→ Work instruction
Copy out all of the data that follows, exactly as it appears.

[Data to examine — start]

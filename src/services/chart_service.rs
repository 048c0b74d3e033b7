use serde::Deserialize;
use surrealdb::{engine::any::Any, Surreal};

use crate::error::Result;
use crate::models::pagination::{ChartsQuery, PaginatedResponse, PaginationInfo};
use crate::models::track::TrackSummary;

#[derive(Deserialize)]
struct CountRow {
    total: u64,
}

pub struct ChartService;

impl ChartService {
    /// Public chart feed. Ordering is rating-centric and total: highest
    /// average rating first, ties broken by newest `created_at`, then by id
    /// ascending so equal rows always page out in the same order. Only
    /// approved tracks are listed; an offset past the end is an empty page,
    /// not an error.
    pub async fn list_charts(
        db: &Surreal<Any>,
        query: &ChartsQuery,
    ) -> Result<PaginatedResponse<TrackSummary>> {
        let offset = query.offset();
        let limit = query.limit();
        let genre = query.genre_filter();

        let page_sql = if genre.is_some() {
            "SELECT * FROM track \
                WHERE approved = true AND genre = $genre \
                ORDER BY average_rating DESC, created_at DESC, id ASC \
                LIMIT $limit START $offset;"
        } else {
            "SELECT * FROM track \
                WHERE approved = true \
                ORDER BY average_rating DESC, created_at DESC, id ASC \
                LIMIT $limit START $offset;"
        };

        let mut page_query = db
            .query(page_sql)
            .bind(("limit", limit))
            .bind(("offset", offset));
        if let Some(genre) = genre.clone() {
            page_query = page_query.bind(("genre", genre));
        }
        let mut response = page_query.await?;
        let tracks: Vec<TrackSummary> = response.take(0)?;

        let count_sql = if genre.is_some() {
            "SELECT count() AS total FROM track \
                WHERE approved = true AND genre = $genre GROUP ALL;"
        } else {
            "SELECT count() AS total FROM track WHERE approved = true GROUP ALL;"
        };

        let mut count_query = db.query(count_sql);
        if let Some(genre) = genre {
            count_query = count_query.bind(("genre", genre));
        }
        let mut count_response = count_query.await?;
        let count_row: Option<CountRow> = count_response.take(0)?;
        let total_items = count_row.map(|row| row.total).unwrap_or(0);

        let has_more = offset + tracks.len() as u64 < total_items;

        Ok(PaginatedResponse {
            data: tracks,
            pagination: PaginationInfo {
                offset,
                limit,
                total_items,
                has_more,
            },
        })
    }
}

#[cfg(test)]
mod tests {
    use super::*;
    use crate::models::pagination::MAX_PAGE_SIZE;
    use crate::models::track::Track;
    use chrono::{TimeZone, Utc};
    use surrealdb::engine::any::connect;
    use surrealdb::sql::Datetime;

    async fn seed_track(
        db: &Surreal<Any>,
        title: &str,
        genre: &str,
        approved: bool,
        average_rating: f64,
        vote_count: u64,
        day: u32,
    ) {
        let _: Option<Track> = db
            .create("track")
            .content(Track {
                id: None,
                artist: "Seed Artist".to_string(),
                title: title.to_string(),
                genre: genre.to_string(),
                audio_url: format!("http://localhost:8080/media/audio/{title}.mp3"),
                preview_url: None,
                artwork_url: "http://localhost:8080/media/defaults/artwork.png".to_string(),
                owner_email: "seed@example.com".to_string(),
                allow_download: true,
                approved,
                play_count: 0,
                vote_count,
                average_rating,
                created_at: Datetime::from(Utc.with_ymd_and_hms(2025, 6, day, 12, 0, 0).unwrap()),
            })
            .await
            .unwrap();
    }

    async fn setup_db() -> Surreal<Any> {
        let db = connect("mem://").await.unwrap();
        db.use_ns("test").use_db("test").await.unwrap();

        seed_track(&db, "House A", "house", true, 9.5, 12, 1).await;
        seed_track(&db, "House B", "house", true, 8.0, 4, 2).await;
        seed_track(&db, "House C", "house", true, 7.5, 9, 3).await;
        seed_track(&db, "House D", "house", true, 6.0, 2, 4).await;
        seed_track(&db, "House E", "house", true, 2.5, 1, 5).await;
        seed_track(&db, "Hidden House", "house", false, 10.0, 50, 6).await;
        seed_track(&db, "Techno A", "techno", true, 9.0, 7, 7).await;
        seed_track(&db, "Techno B", "techno", true, 5.0, 3, 8).await;

        db
    }

    fn titles(page: &PaginatedResponse<TrackSummary>) -> Vec<String> {
        page.data.iter().map(|t| t.title.clone()).collect()
    }

    #[tokio::test]
    async fn test_genre_pages_are_ordered_and_complete() {
        let db = setup_db().await;

        let first = ChartService::list_charts(
            &db,
            &ChartsQuery {
                genre: Some("house".to_string()),
                offset: Some(0),
                limit: Some(2),
            },
        )
        .await
        .unwrap();
        assert_eq!(titles(&first), vec!["House A", "House B"]);
        assert_eq!(first.pagination.total_items, 5);
        assert!(first.pagination.has_more);

        let last = ChartService::list_charts(
            &db,
            &ChartsQuery {
                genre: Some("house".to_string()),
                offset: Some(4),
                limit: Some(2),
            },
        )
        .await
        .unwrap();
        assert_eq!(titles(&last), vec!["House E"]);
        assert!(!last.pagination.has_more);
    }

    #[tokio::test]
    async fn test_unapproved_tracks_never_list() {
        let db = setup_db().await;

        let page = ChartService::list_charts(&db, &ChartsQuery::default()).await.unwrap();
        assert_eq!(page.pagination.total_items, 7);
        assert!(!titles(&page).contains(&"Hidden House".to_string()));
    }

    #[tokio::test]
    async fn test_all_sentinel_disables_filter() {
        let db = setup_db().await;

        let page = ChartService::list_charts(
            &db,
            &ChartsQuery {
                genre: Some("all".to_string()),
                ..Default::default()
            },
        )
        .await
        .unwrap();
        assert_eq!(page.data.len(), 7);
        // Rating-centric ordering across genres.
        assert_eq!(titles(&page)[0], "House A");
        assert_eq!(titles(&page)[1], "Techno A");
    }

    #[tokio::test]
    async fn test_offset_past_end_is_empty_not_error() {
        let db = setup_db().await;

        let page = ChartService::list_charts(
            &db,
            &ChartsQuery {
                genre: Some("house".to_string()),
                offset: Some(40),
                limit: Some(10),
            },
        )
        .await
        .unwrap();
        assert!(page.data.is_empty());
        assert_eq!(page.pagination.total_items, 5);
    }

    #[tokio::test]
    async fn test_oversized_limit_is_clamped() {
        let db = setup_db().await;

        let page = ChartService::list_charts(
            &db,
            &ChartsQuery {
                limit: Some(10_000),
                ..Default::default()
            },
        )
        .await
        .unwrap();
        assert_eq!(page.pagination.limit, MAX_PAGE_SIZE);
    }

    #[tokio::test]
    async fn test_page_union_reproduces_full_set_once() {
        let db = setup_db().await;

        let full = ChartService::list_charts(&db, &ChartsQuery::default()).await.unwrap();
        let expected = titles(&full);

        let mut collected = Vec::new();
        let mut offset = 0;
        loop {
            let page = ChartService::list_charts(
                &db,
                &ChartsQuery {
                    genre: None,
                    offset: Some(offset),
                    limit: Some(3),
                },
            )
            .await
            .unwrap();
            if page.data.is_empty() {
                break;
            }
            collected.extend(titles(&page));
            offset += 3;
        }

        assert_eq!(collected, expected, "pages must union to the full ordered set");
    }

    #[tokio::test]
    async fn test_rating_ties_break_newest_first() {
        let db = connect("mem://").await.unwrap();
        db.use_ns("test").use_db("test").await.unwrap();

        seed_track(&db, "Older", "house", true, 7.0, 3, 1).await;
        seed_track(&db, "Newer", "house", true, 7.0, 3, 20).await;

        let page = ChartService::list_charts(&db, &ChartsQuery::default()).await.unwrap();
        assert_eq!(titles(&page), vec!["Newer", "Older"]);
    }
}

[Data to examine — finish]

→ Answer to this problem
filename src/services/chart_service.rs
repository 048c0b74d3e033b7
use serde::Deserialize;
use surrealdb::{engine::any::Any, Surreal};

use crate::error::Result;
use crate::models::pagination::{ChartsQuery, PaginatedResponse, PaginationInfo};
use crate::models::track::TrackSummary;

#[derive(Deserialize)]
struct CountRow {
    total: u64,
}

pub struct ChartService;

impl ChartService {
    /// Public chart feed. Ordering is rating-centric and total: highest
    /// average rating first, ties broken by newest `created_at`, then by id
    /// ascending so equal rows always page out in the same order. Only
    /// approved tracks are listed; an offset past the end is an empty page,
    /// not an error.
    pub async fn list_charts(
        db: &Surreal<Any>,
        query: &ChartsQuery,
    ) -> Result<PaginatedResponse<TrackSummary>> {
        let offset = query.offset();
        let limit = query.limit();
        let genre = query.genre_filter();

        let page_sql = if genre.is_some() {
            "SELECT * FROM track \
                WHERE approved = true AND genre = $genre \
                ORDER BY average_rating DESC, created_at DESC, id ASC \
                LIMIT $limit START $offset;"
        } else {
            "SELECT * FROM track \
                WHERE approved = true \
                ORDER BY average_rating DESC, created_at DESC, id ASC \
                LIMIT $limit START $offset;"
        };

        let mut page_query = db
            .query(page_sql)
            .bind(("limit", limit))
            .bind(("offset", offset));
        if let Some(genre) = genre.clone() {
            page_query = page_query.bind(("genre", genre));
        }
        let mut response = page_query.await?;
        let tracks: Vec<TrackSummary> = response.take(0)?;

        let count_sql = if genre.is_some() {
            "SELECT count() AS total FROM track \
                WHERE approved = true AND genre = $genre GROUP ALL;"
        } else {
            "SELECT count() AS total FROM track WHERE approved = true GROUP ALL;"
        };

        let mut count_query = db.query(count_sql);
        if let Some(genre) = genre {
            count_query = count_query.bind(("genre", genre));
        }
        let mut count_response = count_query.await?;
        let count_row: Option<CountRow> = count_response.take(0)?;
        let total_items = count_row.map(|row| row.total).unwrap_or(0);

        let has_more = offset + tracks.len() as u64 < total_items;

        Ok(PaginatedResponse {
            data: tracks,
            pagination: PaginationInfo {
                offset,
                limit,
                total_items,
                has_more,
            },
        })
    }
}

#[cfg(test)]
mod tests {
    use super::*;
    use crate::models::pagination::MAX_PAGE_SIZE;
    use crate::models::track::Track;
    use chrono::{TimeZone, Utc};
    use surrealdb::engine::any::connect;
    use surrealdb::sql::Datetime;

    async fn seed_track(
        db: &Surreal<Any>,
        title: &str,
        genre: &str,
        approved: bool,
        average_rating: f64,
        vote_count: u64,
        day: u32,
    ) {
        let _: Option<Track> = db
            .create("track")
            .content(Track {
                id: None,
                artist: "Seed Artist".to_string(),
                title: title.to_string(),
                genre: genre.to_string(),
                audio_url: format!("http://localhost:8080/media/audio/{title}.mp3"),
                preview_url: None,
                artwork_url: "http://localhost:8080/media/defaults/artwork.png".to_string(),
                owner_email: "seed@example.com".to_string(),
                allow_download: true,
                approved,
                play_count: 0,
                vote_count,
                average_rating,
                created_at: Datetime::from(Utc.with_ymd_and_hms(2025, 6, day, 12, 0, 0).unwrap()),
            })
            .await
            .unwrap();
    }

    async fn setup_db() -> Surreal<Any> {
        let db = connect("mem://").await.unwrap();
        db.use_ns("test").use_db("test").await.unwrap();

        seed_track(&db, "House A", "house", true, 9.5, 12, 1).await;
        seed_track(&db, "House B", "house", true, 8.0, 4, 2).await;
        seed_track(&db, "House C", "house", true, 7.5, 9, 3).await;
        seed_track(&db, "House D", "house", true, 6.0, 2, 4).await;
        seed_track(&db, "House E", "house", true, 2.5, 1, 5).await;
        seed_track(&db, "Hidden House", "house", false, 10.0, 50, 6).await;
        seed_track(&db, "Techno A", "techno", true, 9.0, 7, 7).await;
        seed_track(&db, "Techno B", "techno", true, 5.0, 3, 8).await;

        db
    }

    fn titles(page: &PaginatedResponse<TrackSummary>) -> Vec<String> {
        page.data.iter().map(|t| t.title.clone()).collect()
    }

    #[tokio::test]
    async fn test_genre_pages_are_ordered_and_complete() {
        let db = setup_db().await;

        let first = ChartService::list_charts(
            &db,
            &ChartsQuery {
                genre: Some("house".to_string()),
                offset: Some(0),
                limit: Some(2),
            },
        )
        .await
        .unwrap();
        assert_eq!(titles(&first), vec!["House A", "House B"]);
        assert_eq!(first.pagination.total_items, 5);
        assert!(first.pagination.has_more);

        let last = ChartService::list_charts(
            &db,
            &ChartsQuery {
                genre: Some("house".to_string()),
                offset: Some(4),
                limit: Some(2),
            },
        )
        .await
        .unwrap();
        assert_eq!(titles(&last), vec!["House E"]);
        assert!(!last.pagination.has_more);
    }

    #[tokio::test]
    async fn test_unapproved_tracks_never_list() {
        let db = setup_db().await;

        let page = ChartService::list_charts(&db, &ChartsQuery::default()).await.unwrap();
        assert_eq!(page.pagination.total_items, 7);
        assert!(!titles(&page).contains(&"Hidden House".to_string()));
    }

    #[tokio::test]
    async fn test_all_sentinel_disables_filter() {
        let db = setup_db().await;

        let page = ChartService::list_charts(
            &db,
            &ChartsQuery {
                genre: Some("all".to_string()),
                ..Default::default()
            },
        )
        .await
        .unwrap();
        assert_eq!(page.data.len(), 7);
        // Rating-centric ordering across genres.
        assert_eq!(titles(&page)[0], "House A");
        assert_eq!(titles(&page)[1], "Techno A");
    }

    #[tokio::test]
    async fn test_offset_past_end_is_empty_not_error() {
        let db = setup_db().await;

        let page = ChartService::list_charts(
            &db,
            &ChartsQuery {
                genre: Some("house".to_string()),
                offset: Some(40),
                limit: Some(10),
            },
        )
        .await
        .unwrap();
        assert!(page.data.is_empty());
        assert_eq!(page.pagination.total_items, 5);
    }

    #[tokio::test]
    async fn test_oversized_limit_is_clamped() {
        let db = setup_db().await;

        let page = ChartService::list_charts(
            &db,
            &ChartsQuery {
                limit: Some(10_000),
                ..Default::default()
            },
        )
        .await
        .unwrap();
        assert_eq!(page.pagination.limit, MAX_PAGE_SIZE);
    }

    #[tokio::test]
    async fn test_page_union_reproduces_full_set_once() {
        let db = setup_db().await;

        let full = ChartService::list_charts(&db, &ChartsQuery::default()).await.unwrap();
        let expected = titles(&full);

        let mut collected = Vec::new();
        let mut offset = 0;
        loop {
            let page = ChartService::list_charts(
                &db,
                &ChartsQuery {
                    genre: None,
                    offset: Some(offset),
                    limit: Some(3),
                },
            )
            .await
            .unwrap();
            if page.data.is_empty() {
                break;
            }
            collected.extend(titles(&page));
            offset += 3;
        }

        assert_eq!(collected, expected, "pages must union to the full ordered set");
    }

    #[tokio::test]
    async fn test_rating_ties_break_newest_first() {
        let db = connect("mem://").await.unwrap();
        db.use_ns("test").use_db("test").await.unwrap();

        seed_track(&db, "Older", "house", true, 7.0, 3, 1).await;
        seed_track(&db, "Newer", "house", true, 7.0, 3, 20).await;

        let page = ChartService::list_charts(&db, &ChartsQuery::default()).await.unwrap();
        assert_eq!(titles(&page), vec!["Newer", "Older"]);
    }
}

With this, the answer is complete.